• stevie wonder ile ilgili bir baska kotu -hatta adi- espri de sudur: stevie wonder'a gozlerinin gormemesinden uzuntu duyup duymadigini sormuslar, "hic onemi yok, zenci de olabilirdim" demis.
  • kor olmasina ragmen george bush un el salladigi muzisyen
  • efendim kendisiyle ilgili bir ingiliz bar sarkicisindan duydugum hikayeyi sozluge aktarmayi borc bilirim.

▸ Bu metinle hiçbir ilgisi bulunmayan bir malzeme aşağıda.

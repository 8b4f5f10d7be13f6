//! CLI Output Formatting.
//!
//! Handles output formatting for text and JSON.

use serde::Serialize;
use std::collections::BTreeMap;

use crate::view::render::Palette;
use console::Style;

// ═══════════════════════════════════════════════════════════════════════════════
// OUTPUT FORMAT
// ═══════════════════════════════════════════════════════════════════════════════

/// Output format options
#[derive(Debug, Clone, Copy, PartialEq, Eq, Default)]
pub enum OutputFormat {
    /// Human-readable text
    #[default]
    Text,
    /// JSON format
    Json,
    /// Pretty JSON format
    JsonPretty,
}

impl OutputFormat {
    /// Whether this is one of the JSON formats
    pub fn is_json(&self) -> bool {
        matches!(self, OutputFormat::Json | OutputFormat::JsonPretty)
    }
}

impl std::str::FromStr for OutputFormat {
    type Err = String;

    fn from_str(s: &str) -> Result<Self, Self::Err> {
        match s.to_lowercase().as_str() {
            "text" | "txt" => Ok(OutputFormat::Text),
            "json" => Ok(OutputFormat::Json),
            "json-pretty" | "jsonpretty" => Ok(OutputFormat::JsonPretty),
            _ => Err(format!("Unknown format: {}", s)),
        }
    }
}

// ═══════════════════════════════════════════════════════════════════════════════
// OUTPUT FORMATTER
// ═══════════════════════════════════════════════════════════════════════════════

/// Output formatter for CLI
#[derive(Debug, Clone)]
pub struct OutputFormatter {
    /// Output format
    format: OutputFormat,
    /// Color enabled
    color: bool,
}

impl Default for OutputFormatter {
    fn default() -> Self {
        Self::new(OutputFormat::Text)
    }
}

impl OutputFormatter {
    /// Create new formatter
    pub fn new(format: OutputFormat) -> Self {
        Self {
            format,
            color: true,
        }
    }

    /// Enable or disable color
    pub fn with_color(mut self, color: bool) -> Self {
        self.color = color;
        self
    }

    /// Get format
    pub fn format(&self) -> OutputFormat {
        self.format
    }

    /// Whether color is enabled
    pub fn color(&self) -> bool {
        self.color
    }

    fn palette(&self) -> Palette {
        Palette::new(self.color)
    }

    /// Print success message
    pub fn success(&self, message: &str) {
        self.status_line("success", "✓", Style::new().green(), message);
    }

    /// Print error message (stderr in text mode)
    pub fn error(&self, message: &str) {
        if self.format.is_json() {
            self.print_json(&status_value("error", message));
        } else {
            eprintln!("{} {}", self.palette().paint("Error:", Style::new().red().bold()), message);
        }
    }

    /// Print warning message
    pub fn warning(&self, message: &str) {
        self.status_line("warning", "⚠", Style::new().yellow(), message);
    }

    /// Print info message
    pub fn info(&self, message: &str) {
        self.status_line("info", "ℹ", Style::new().blue(), message);
    }

    fn status_line(&self, status: &str, marker: &str, style: Style, message: &str) {
        if self.format.is_json() {
            self.print_json(&status_value(status, message));
        } else {
            println!("{} {}", self.palette().paint(marker, style), message);
        }
    }

    /// Print serializable data as JSON, or `text` in text mode
    pub fn data<T: Serialize>(&self, data: &T, text: &str) {
        if self.format.is_json() {
            self.print_json(data);
        } else {
            print!("{}", text);
        }
    }

    /// Print table
    pub fn table(&self, headers: &[&str], rows: &[Vec<String>]) {
        if self.format.is_json() {
            let data: Vec<BTreeMap<&str, &str>> = rows
                .iter()
                .map(|row| {
                    headers
                        .iter()
                        .zip(row.iter())
                        .map(|(h, v)| (*h, v.as_str()))
                        .collect()
                })
                .collect();
            self.print_json(&data);
        } else {
            print!("{}", self.table_text(headers, rows));
        }
    }

    /// Render a text table
    pub fn table_text(&self, headers: &[&str], rows: &[Vec<String>]) -> String {
        if headers.is_empty() {
            return String::new();
        }

        // Column widths
        let mut widths: Vec<usize> = headers.iter().map(|h| h.chars().count()).collect();
        for row in rows {
            for (i, cell) in row.iter().enumerate() {
                if i < widths.len() {
                    widths[i] = widths[i].max(cell.chars().count());
                }
            }
        }

        let pad = |cell: &str, width: usize| format!("{:width$}", cell, width = width);

        let header_line: Vec<String> = headers
            .iter()
            .enumerate()
            .map(|(i, h)| pad(h, widths[i]))
            .collect();

        let mut out = format!("{}\n", self.palette().bold(header_line.join(" | ").trim_end()));

        let separator: Vec<String> = widths.iter().map(|w| "-".repeat(*w)).collect();
        out.push_str(&separator.join("-+-"));
        out.push('\n');

        for row in rows {
            let cells: Vec<String> = row
                .iter()
                .enumerate()
                .map(|(i, cell)| pad(cell, widths.get(i).copied().unwrap_or(0)))
                .collect();
            out.push_str(cells.join(" | ").trim_end());
            out.push('\n');
        }
        out
    }

    /// Print JSON data
    fn print_json<T: Serialize + ?Sized>(&self, data: &T) {
        let output = if matches!(self.format, OutputFormat::JsonPretty) {
            serde_json::to_string_pretty(data)
        } else {
            serde_json::to_string(data)
        };

        if let Ok(json) = output {
            println!("{}", json);
        }
    }
}

/// JSON body of a status line
pub fn status_value(status: &str, message: &str) -> serde_json::Value {
    serde_json::json!({ "status": status, "message": message })
}

// ═══════════════════════════════════════════════════════════════════════════════
// TESTS
// ═══════════════════════════════════════════════════════════════════════════════

#[cfg(test)]
mod tests {
    use super::*;

    #[test]
    fn test_output_format_parse() {
        assert_eq!("text".parse::<OutputFormat>().unwrap(), OutputFormat::Text);
        assert_eq!("json".parse::<OutputFormat>().unwrap(), OutputFormat::Json);
        assert_eq!("json-pretty".parse::<OutputFormat>().unwrap(), OutputFormat::JsonPretty);
        assert!("table".parse::<OutputFormat>().is_err());
    }

    #[test]
    fn test_formatter_creation() {
        let formatter = OutputFormatter::new(OutputFormat::Json).with_color(false);
        assert_eq!(formatter.format(), OutputFormat::Json);
        assert!(!formatter.color());
    }

    #[test]
    fn test_table_text() {
        let formatter = OutputFormatter::default().with_color(false);
        let out = formatter.table_text(
            &["ID", "Name"],
            &[
                vec!["1".into(), "pos".into()],
                vec!["12".into(), "blockchain".into()],
            ],
        );

        let lines: Vec<&str> = out.lines().collect();
        assert_eq!(lines[0], "ID | Name");
        assert_eq!(lines[1], "---+-----------");
        assert_eq!(lines[2], "1  | pos");
        assert_eq!(lines[3], "12 | blockchain");
    }

    #[test]
    fn test_table_without_headers() {
        let formatter = OutputFormatter::default();
        assert!(formatter.table_text(&[], &[vec!["x".into()]]).is_empty());
    }

    #[test]
    fn test_error_status_value() {
        let value = status_value("error", "Connection error: refused");
        assert_eq!(value["status"], "error");
        assert_eq!(value["message"], "Connection error: refused");
        assert_eq!(value.as_object().unwrap().len(), 2);
    }
}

    stevie wonder bir gun japonya'da konser vermektedir. seyircilerden bir japon "stevie! play a jazz chord! play a jazz chord!"* diye istekte bulunur, stevie wonder da bunun uzerine bir sure dogaclama takilir. biraz sonra ayni japon yine "play a jazz chord" diye seslenir, stevie bu sefer farkli gamlardan takilmaya devam eder. ayni herif bir kez daha jazz chord isteyince stevie de patlar tabi "e caliyoruz ya lan" diye. bunun uzerine caponumuz su cevabi verir:
    "no no no. a jazz chord, to say, i looveee youuu"
    (bkz: ahhhh)
  • - sayın obama, biz amerika'lı sanatçılar olarak dünya barışı için...

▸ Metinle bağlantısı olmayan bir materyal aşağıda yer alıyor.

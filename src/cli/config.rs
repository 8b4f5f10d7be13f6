//! CLI and server configuration.
//!
//! Both configurations load from JSON files and accept environment
//! overrides.

use serde::{Deserialize, Serialize};
use std::net::SocketAddr;
use std::path::{Path, PathBuf};

use crate::dashboard::alerts::{AlertThresholds, DEFAULT_OPEN_ISSUES_THRESHOLD};

// ═══════════════════════════════════════════════════════════════════════════════
// CLI CONFIGURATION
// ═══════════════════════════════════════════════════════════════════════════════

/// CLI Configuration
#[derive(Debug, Clone, PartialEq, Eq, Serialize, Deserialize)]
#[serde(default)]
pub struct CliConfig {
    /// Server base URL
    pub api_url: String,
    /// Request timeout in seconds
    pub timeout_secs: u64,
    /// Dashboard refresh interval in seconds
    pub refresh_interval_secs: u64,
    /// Colored terminal output
    pub color: bool,
}

impl Default for CliConfig {
    fn default() -> Self {
        Self {
            api_url: "http://127.0.0.1:5000".into(),
            timeout_secs: 30,
            refresh_interval_secs: 300,
            color: true,
        }
    }
}

impl CliConfig {
    /// Create new configuration
    pub fn new(api_url: impl Into<String>) -> Self {
        Self {
            api_url: api_url.into(),
            ..Default::default()
        }
    }

    /// Load from file
    pub fn load(path: &Path) -> Result<Self, ConfigError> {
        let content = std::fs::read_to_string(path)
            .map_err(|e| ConfigError::Io(e.to_string()))?;

        serde_json::from_str(&content)
            .map_err(|e| ConfigError::Parse(e.to_string()))
    }

    /// Load from file when it exists, otherwise defaults
    pub fn load_or_default(path: &Path) -> Result<Self, ConfigError> {
        if path.exists() {
            Self::load(path)
        } else {
            Ok(Self::default())
        }
    }

    /// Save to file
    pub fn save(&self, path: &Path) -> Result<(), ConfigError> {
        let content = serde_json::to_string_pretty(self)
            .map_err(|e| ConfigError::Serialize(e.to_string()))?;

        if let Some(parent) = path.parent() {
            std::fs::create_dir_all(parent)
                .map_err(|e| ConfigError::Io(e.to_string()))?;
        }

        std::fs::write(path, content)
            .map_err(|e| ConfigError::Io(e.to_string()))
    }

    /// Defaults with environment overrides applied
    pub fn from_env() -> Self {
        Self::default().with_env()
    }

    /// Apply environment overrides
    pub fn with_env(mut self) -> Self {
        if let Ok(url) = std::env::var("PROJBOARD_API_URL") {
            self.api_url = url;
        }

        if let Ok(timeout) = std::env::var("PROJBOARD_TIMEOUT") {
            if let Ok(secs) = timeout.parse() {
                self.timeout_secs = secs;
            }
        }

        if let Ok(refresh) = std::env::var("PROJBOARD_REFRESH_SECS") {
            if let Ok(secs) = refresh.parse() {
                self.refresh_interval_secs = secs;
            }
        }

        if std::env::var_os("NO_COLOR").is_some() {
            self.color = false;
        }

        self
    }

    /// Get default config file path
    pub fn default_path() -> PathBuf {
        default_config_dir().join("config.json")
    }

    /// Validate configuration
    pub fn validate(&self) -> Result<(), ConfigError> {
        if self.api_url.trim().is_empty() {
            return Err(ConfigError::Validation("API URL cannot be empty".into()));
        }

        if self.timeout_secs == 0 {
            return Err(ConfigError::Validation("Timeout must be greater than 0".into()));
        }

        if self.refresh_interval_secs == 0 {
            return Err(ConfigError::Validation(
                "Refresh interval must be greater than 0".into(),
            ));
        }

        Ok(())
    }
}

// ═══════════════════════════════════════════════════════════════════════════════
// SERVER CONFIGURATION
// ═══════════════════════════════════════════════════════════════════════════════

/// Server Configuration
#[derive(Debug, Clone, PartialEq, Eq, Serialize, Deserialize)]
#[serde(default)]
pub struct ServerConfig {
    /// Listen address
    pub bind: String,
    /// JSON file holding the dashboard payload; placeholder data when unset
    pub dashboard_path: Option<PathBuf>,
    /// Open-issue threshold for derived alerts
    pub open_issues_threshold: u64,
    /// Append threshold alerts to each dashboard payload
    pub derive_alerts: bool,
}

impl Default for ServerConfig {
    fn default() -> Self {
        Self {
            bind: "127.0.0.1:5000".into(),
            dashboard_path: None,
            open_issues_threshold: DEFAULT_OPEN_ISSUES_THRESHOLD,
            derive_alerts: true,
        }
    }
}

impl ServerConfig {
    /// Load from file
    pub fn load(path: &Path) -> Result<Self, ConfigError> {
        let content = std::fs::read_to_string(path)
            .map_err(|e| ConfigError::Io(e.to_string()))?;

        serde_json::from_str(&content)
            .map_err(|e| ConfigError::Parse(e.to_string()))
    }

    /// Defaults with environment overrides applied
    pub fn from_env() -> Self {
        Self::default().with_env()
    }

    /// Apply environment overrides
    pub fn with_env(mut self) -> Self {
        if let Ok(bind) = std::env::var("PROJBOARD_BIND") {
            self.bind = bind;
        }

        if let Ok(path) = std::env::var("PROJBOARD_DASHBOARD_FILE") {
            self.dashboard_path = Some(PathBuf::from(path));
        }

        if let Ok(threshold) = std::env::var("PROJBOARD_OPEN_ISSUES_THRESHOLD") {
            if let Ok(value) = threshold.parse() {
                self.open_issues_threshold = value;
            }
        }

        if let Ok(flag) = std::env::var("PROJBOARD_DERIVE_ALERTS") {
            self.derive_alerts = parse_flag(&flag).unwrap_or(self.derive_alerts);
        }

        self
    }

    /// Parsed listen address
    pub fn bind_addr(&self) -> Result<SocketAddr, ConfigError> {
        self.bind
            .parse()
            .map_err(|e| ConfigError::Validation(format!("Invalid bind address {}: {}", self.bind, e)))
    }

    /// Thresholds for derived alerts
    pub fn thresholds(&self) -> AlertThresholds {
        AlertThresholds {
            open_issues: self.open_issues_threshold,
        }
    }

    /// Validate configuration
    pub fn validate(&self) -> Result<(), ConfigError> {
        self.bind_addr()?;
        Ok(())
    }
}

// ═══════════════════════════════════════════════════════════════════════════════
// CONFIG ERROR
// ═══════════════════════════════════════════════════════════════════════════════

/// Configuration error
#[derive(Debug, Clone)]
pub enum ConfigError {
    /// IO error
    Io(String),
    /// Parse error
    Parse(String),
    /// Serialization error
    Serialize(String),
    /// Validation error
    Validation(String),
}

impl std::fmt::Display for ConfigError {
    fn fmt(&self, f: &mut std::fmt::Formatter<'_>) -> std::fmt::Result {
        match self {
            ConfigError::Io(msg) => write!(f, "IO error: {}", msg),
            ConfigError::Parse(msg) => write!(f, "Parse error: {}", msg),
            ConfigError::Serialize(msg) => write!(f, "Serialization error: {}", msg),
            ConfigError::Validation(msg) => write!(f, "Validation error: {}", msg),
        }
    }
}

impl std::error::Error for ConfigError {}

// ═══════════════════════════════════════════════════════════════════════════════
// HELPER FUNCTIONS
// ═══════════════════════════════════════════════════════════════════════════════

/// Parse common boolean spellings
fn parse_flag(value: &str) -> Option<bool> {
    match value.trim().to_lowercase().as_str() {
        "1" | "true" | "yes" | "on" => Some(true),
        "0" | "false" | "no" | "off" => Some(false),
        _ => None,
    }
}

/// Get default config directory
fn default_config_dir() -> PathBuf {
    #[cfg(target_os = "linux")]
    {
        if let Ok(xdg) = std::env::var("XDG_CONFIG_HOME") {
            return PathBuf::from(xdg).join("projboard");
        }
        if let Ok(home) = std::env::var("HOME") {
            return PathBuf::from(home).join(".config/projboard");
        }
    }

    #[cfg(target_os = "macos")]
    {
        if let Ok(home) = std::env::var("HOME") {
            return PathBuf::from(home).join("Library/Application Support/projboard");
        }
    }

    #[cfg(target_os = "windows")]
    {
        if let Ok(appdata) = std::env::var("APPDATA") {
            return PathBuf::from(appdata).join("projboard");
        }
    }

    PathBuf::from(".projboard")
}

// ═══════════════════════════════════════════════════════════════════════════════
// TESTS
// ═══════════════════════════════════════════════════════════════════════════════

    - lan olm, gözlerin görmüyor ama sana iş vermişiz
    - o değil de, dünya barışı...
    - bak hala...
  • tüm zamanların en iyi sarkıcısı/yorumcusu...iyi sarkı söleyen diger vokallerin nerdeyse tamamının ilham kaynagı stevie wonder olmustur...yaptıgı sarkılar,caldıgı enstrumanlar olaya bambaska bir boyut kazandırır.kimse ile kıyaslanamaz/karsılastırılamaz...en iyidir...otesi olmamıstır...olmicaktır...
  • pastime paradise adlı harikulade şarkının bestecisi, sesi sıtma görmemiş müzisyen. gözü de görmemiş.

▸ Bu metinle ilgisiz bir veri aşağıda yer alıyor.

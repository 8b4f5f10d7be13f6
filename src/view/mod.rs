//! Terminal front-ends.
//!
//! - **Form**: required-field entry for new projects
//! - **Board**: local project list state and its rendering
//! - **Render**: dashboard metric, alert and chart renderers

pub mod board;
pub mod form;
pub mod render;

pub use board::*;
pub use form::*;
pub use render::*;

  • ne zaman denk gelsem, sevgisiyle beni ağlamaklı eden adam... bizim eve gelse, elini öpüp başıma götürsem. baş köşeye oturtsak onu. anamlar da bizde olsa, anam etli ekmek yapsa. sofraya otursak beraberce. o anlatsa biz dinlesek. ben mandalina soyup ellerimle yedirsem ona. "geç oldu, ben kalkayım artık" diye doğrulduğunda, "dünyada bırakmayız" diye ısrar etsek. bizde kalsa stevie abi. o gece kombinin derecesini düşürmesek, hatta ben bi ara kalkıp baksam stevie abimin üstü açılmış mı diye. odadan gelen horultusunu dinleyerek mutlu mutlu uykuya dalsam. ah stevie abicim, şunu yaşasak senle, yeminle yine doymam seni sevmelere...
  • müzikte dâhi diye isimlendirilmeyi en çok hak eden insanlardan biri, gerçekten de tam bir müzisyen. yalnızca nefis sesiyle şarkı söylemekle kalmayarak hem söz yazıp hem beste yapabilen, hem albümlerinin yapımcılığını üstlenip hem de çok küçük yaşlardan itibâren pek çok çalgıyı ustalıkla çalabilen ve albümlerinde bunlara yer veren bir müzik insanı. sayısız isimle birlikte çalışıp gerek vokali, gerek başta mızıka olmak üzere çalgılarıyla onlara eşlik etmiş, billboard listelerinde büyük başarılar yakalamış ve kamyon dolusu ödülü de her birini çatır çatır hak ederek kazanmıştır. yılın albümü grammy'sini frank sinatra ve paul simon ile birlikte en çok (3) kazanan isimdir. diğer dallara değinmiyorum bile.

    müziğe "little stevie" ismiyle 12 yaşında başladığı '60'ların ve özellikle de şirketi motown'ın gelenekleri uyarınca stevie wonder'ın ilk albümlerinde caz ve cover'lar üzerinden yürümesi sürpriz değil, hele de kendisiyle aynı şirkete bağlı marvin gaye ağabeyi ve columbia* kıyılarının kraliçesi aretha franklin örnekleri varken ve motown küçük stevie'den ısrarla yeni bir ray charles yaratmak isterken (bkz: tribute to uncle ray). işin ilginç yani, ilk albümü the jazz soul of little stevie'de vokaliyle hiç yer almayıp her şarkıyı piyanodan mızıkaya, davuldan bongoya sürü sepet çalgıyla icrâ etmiş olması. yaşının yalnızca 12 olduğunu yeniden belirtiyorum burada, ki ismini tersten verdiği* 18 yaş albümünde de virtüözlüğünün tek albümlük ya da çocukluk dönemine özgü olmadığını kanıtlamak istercesine bunu yinelemiştir. yine dönem koşullarına uygun olarak arka arkaya patlattığı ergenlik albümleri her ne kadar yavaştan oturan sesini göstermek için güzel fırsatlar yaratsa da bir yerden sonra tekdüzeleşmeye başlayınca ve küçük stevie yavaştan yetişkinliğe doğru yol aldıkça albümlerinde soul ve r&b içeriğini de git gide arttırıyor.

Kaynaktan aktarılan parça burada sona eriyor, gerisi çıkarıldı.